---------- Task data

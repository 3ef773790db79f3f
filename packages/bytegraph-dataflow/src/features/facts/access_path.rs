/*
 * Access Paths
 *
 * An access path is a root (local, formal parameter, receiver, static
 * field, or the return pseudo-slot) followed by a chain of field
 * selectors. It names an abstract storage location for field-sensitive
 * tracking: obj.a.b vs obj.a.c can carry different taint.
 *
 * Prefix checks ("ap1 starts with ap2") drive kill/gen decisions, and
 * rebasing substitutes actuals for formals at call boundaries.
 *
 * Reference:
 * - "Field-Sensitive Program Analysis" (Whaley & Lam, 2004)
 */

use serde::{Deserialize, Serialize};
use std::fmt;

/// Root of an access path.
#[derive(Debug, Clone, PartialEq, Eq, Hash, PartialOrd, Ord, Serialize, Deserialize)]
pub enum AccessRoot {
    /// Local variable, by name.
    Local(String),

    /// Formal parameter, encoded `argN`.
    Arg(u16),

    /// The receiver (`this`).
    This,

    /// Static field reference `owner.field`.
    Static { owner: String, field: String },

    /// Pseudo-slot holding a method's return value.
    Return,
}

impl fmt::Display for AccessRoot {
    fn fmt(&self, f: &mut fmt::Formatter<'_>) -> fmt::Result {
        match self {
            AccessRoot::Local(name) => write!(f, "{name}"),
            AccessRoot::Arg(n) => write!(f, "arg{n}"),
            AccessRoot::This => write!(f, "this"),
            AccessRoot::Static { owner, field } => write!(f, "{owner}.{field}"),
            AccessRoot::Return => write!(f, "return"),
        }
    }
}

/// A root plus a chain of field selectors.
#[derive(Debug, Clone, PartialEq, Eq, Hash, PartialOrd, Ord, Serialize, Deserialize)]
pub struct AccessPath {
    pub root: AccessRoot,
    pub selectors: Vec<String>,
}

impl AccessPath {
    pub fn new(root: AccessRoot) -> Self {
        Self {
            root,
            selectors: Vec::new(),
        }
    }

    /// Local variable path.
    pub fn local(name: impl Into<String>) -> Self {
        Self::new(AccessRoot::Local(name.into()))
    }

    /// Formal parameter path (`argN`).
    pub fn arg(index: u16) -> Self {
        Self::new(AccessRoot::Arg(index))
    }

    /// Receiver path.
    pub fn this() -> Self {
        Self::new(AccessRoot::This)
    }

    /// Return pseudo-slot path.
    pub fn ret() -> Self {
        Self::new(AccessRoot::Return)
    }

    /// Static field path.
    pub fn static_field(owner: impl Into<String>, field: impl Into<String>) -> Self {
        Self::new(AccessRoot::Static {
            owner: owner.into(),
            field: field.into(),
        })
    }

    /// Append a field selector (builder style).
    pub fn field(mut self, name: impl Into<String>) -> Self {
        self.selectors.push(name.into());
        self
    }

    /// Number of selectors on top of the root.
    pub fn depth(&self) -> usize {
        self.selectors.len()
    }

    /// Whether this path names a location reachable from a static root.
    pub fn is_static(&self) -> bool {
        matches!(self.root, AccessRoot::Static { .. })
    }

    /// `self` starts with `prefix`: same root and `prefix.selectors` is a
    /// prefix of `self.selectors`. A path starts with itself.
    pub fn starts_with(&self, prefix: &AccessPath) -> bool {
        self.root == prefix.root
            && self.selectors.len() >= prefix.selectors.len()
            && self.selectors[..prefix.selectors.len()] == prefix.selectors[..]
    }

    /// Replace the `from` prefix of `self` with `to`, keeping the selector
    /// remainder. Returns `None` when `self` does not start with `from`.
    pub fn rebase(&self, from: &AccessPath, to: &AccessPath) -> Option<AccessPath> {
        if !self.starts_with(from) {
            return None;
        }
        let mut selectors = to.selectors.clone();
        selectors.extend_from_slice(&self.selectors[from.selectors.len()..]);
        Some(AccessPath {
            root: to.root.clone(),
            selectors,
        })
    }

    /// Truncate the selector chain to `max_depth`. The second component
    /// reports whether truncation happened.
    pub fn truncated(&self, max_depth: usize) -> (AccessPath, bool) {
        if self.selectors.len() <= max_depth {
            return (self.clone(), false);
        }
        let mut out = self.clone();
        out.selectors.truncate(max_depth);
        (out, true)
    }
}

impl fmt::Display for AccessPath {
    fn fmt(&self, f: &mut fmt::Formatter<'_>) -> fmt::Result {
        write!(f, "{}", self.root)?;
        for sel in &self.selectors {
            write!(f, ".{sel}")?;
        }
        Ok(())
    }
}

--------------------

Work order: The records shown above should be given again word for word.

Exercise solution:
repository 3ef773790db79f3f
filename packages/bytegraph-dataflow/src/features/facts/access_path.rs
/*
 * Access Paths
 *
 * An access path is a root (local, formal parameter, receiver, static
 * field, or the return pseudo-slot) followed by a chain of field
 * selectors. It names an abstract storage location for field-sensitive
 * tracking: obj.a.b vs obj.a.c can carry different taint.
 *
 * Prefix checks ("ap1 starts with ap2") drive kill/gen decisions, and
 * rebasing substitutes actuals for formals at call boundaries.
 *
 * Reference:
 * - "Field-Sensitive Program Analysis" (Whaley & Lam, 2004)
 */

use serde::{Deserialize, Serialize};
use std::fmt;

/// Root of an access path.
#[derive(Debug, Clone, PartialEq, Eq, Hash, PartialOrd, Ord, Serialize, Deserialize)]
pub enum AccessRoot {
    /// Local variable, by name.
    Local(String),

    /// Formal parameter, encoded `argN`.
    Arg(u16),

    /// The receiver (`this`).
    This,

    /// Static field reference `owner.field`.
    Static { owner: String, field: String },

    /// Pseudo-slot holding a method's return value.
    Return,
}

impl fmt::Display for AccessRoot {
    fn fmt(&self, f: &mut fmt::Formatter<'_>) -> fmt::Result {
        match self {
            AccessRoot::Local(name) => write!(f, "{name}"),
            AccessRoot::Arg(n) => write!(f, "arg{n}"),
            AccessRoot::This => write!(f, "this"),
            AccessRoot::Static { owner, field } => write!(f, "{owner}.{field}"),
            AccessRoot::Return => write!(f, "return"),
        }
    }
}

/// A root plus a chain of field selectors.
#[derive(Debug, Clone, PartialEq, Eq, Hash, PartialOrd, Ord, Serialize, Deserialize)]
pub struct AccessPath {
    pub root: AccessRoot,
    pub selectors: Vec<String>,
}

impl AccessPath {
    pub fn new(root: AccessRoot) -> Self {
        Self {
            root,
            selectors: Vec::new(),
        }
    }

    /// Local variable path.
    pub fn local(name: impl Into<String>) -> Self {
        Self::new(AccessRoot::Local(name.into()))
    }

    /// Formal parameter path (`argN`).
    pub fn arg(index: u16) -> Self {
        Self::new(AccessRoot::Arg(index))
    }

    /// Receiver path.
    pub fn this() -> Self {
        Self::new(AccessRoot::This)
    }

    /// Return pseudo-slot path.
    pub fn ret() -> Self {
        Self::new(AccessRoot::Return)
    }

    /// Static field path.
    pub fn static_field(owner: impl Into<String>, field: impl Into<String>) -> Self {
        Self::new(AccessRoot::Static {
            owner: owner.into(),
            field: field.into(),
        })
    }

    /// Append a field selector (builder style).
    pub fn field(mut self, name: impl Into<String>) -> Self {
        self.selectors.push(name.into());
        self
    }

    /// Number of selectors on top of the root.
    pub fn depth(&self) -> usize {
        self.selectors.len()
    }

    /// Whether this path names a location reachable from a static root.
    pub fn is_static(&self) -> bool {
        matches!(self.root, AccessRoot::Static { .. })
    }

    /// `self` starts with `prefix`: same root and `prefix.selectors` is a
    /// prefix of `self.selectors`. A path starts with itself.
    pub fn starts_with(&self, prefix: &AccessPath) -> bool {
        self.root == prefix.root
            && self.selectors.len() >= prefix.selectors.len()
            && self.selectors[..prefix.selectors.len()] == prefix.selectors[..]
    }

    /// Replace the `from` prefix of `self` with `to`, keeping the selector
    /// remainder. Returns `None` when `self` does not start with `from`.
    pub fn rebase(&self, from: &AccessPath, to: &AccessPath) -> Option<AccessPath> {
        if !self.starts_with(from) {
            return None;
        }
        let mut selectors = to.selectors.clone();
        selectors.extend_from_slice(&self.selectors[from.selectors.len()..]);
        Some(AccessPath {
            root: to.root.clone(),
            selectors,
        })
    }

    /// Truncate the selector chain to `max_depth`. The second component
    /// reports whether truncation happened.
    pub fn truncated(&self, max_depth: usize) -> (AccessPath, bool) {
        if self.selectors.len() <= max_depth {
            return (self.clone(), false);
        }
        let mut out = self.clone();
        out.selectors.truncate(max_depth);
        (out, true)
    }
}

impl fmt::Display for AccessPath {
    fn fmt(&self, f: &mut fmt::Formatter<'_>) -> fmt::Result {
        write!(f, "{}", self.root)?;
        for sel in &self.selectors {
            write!(f, ".{sel}")?;
        }
        Ok(())
    }
}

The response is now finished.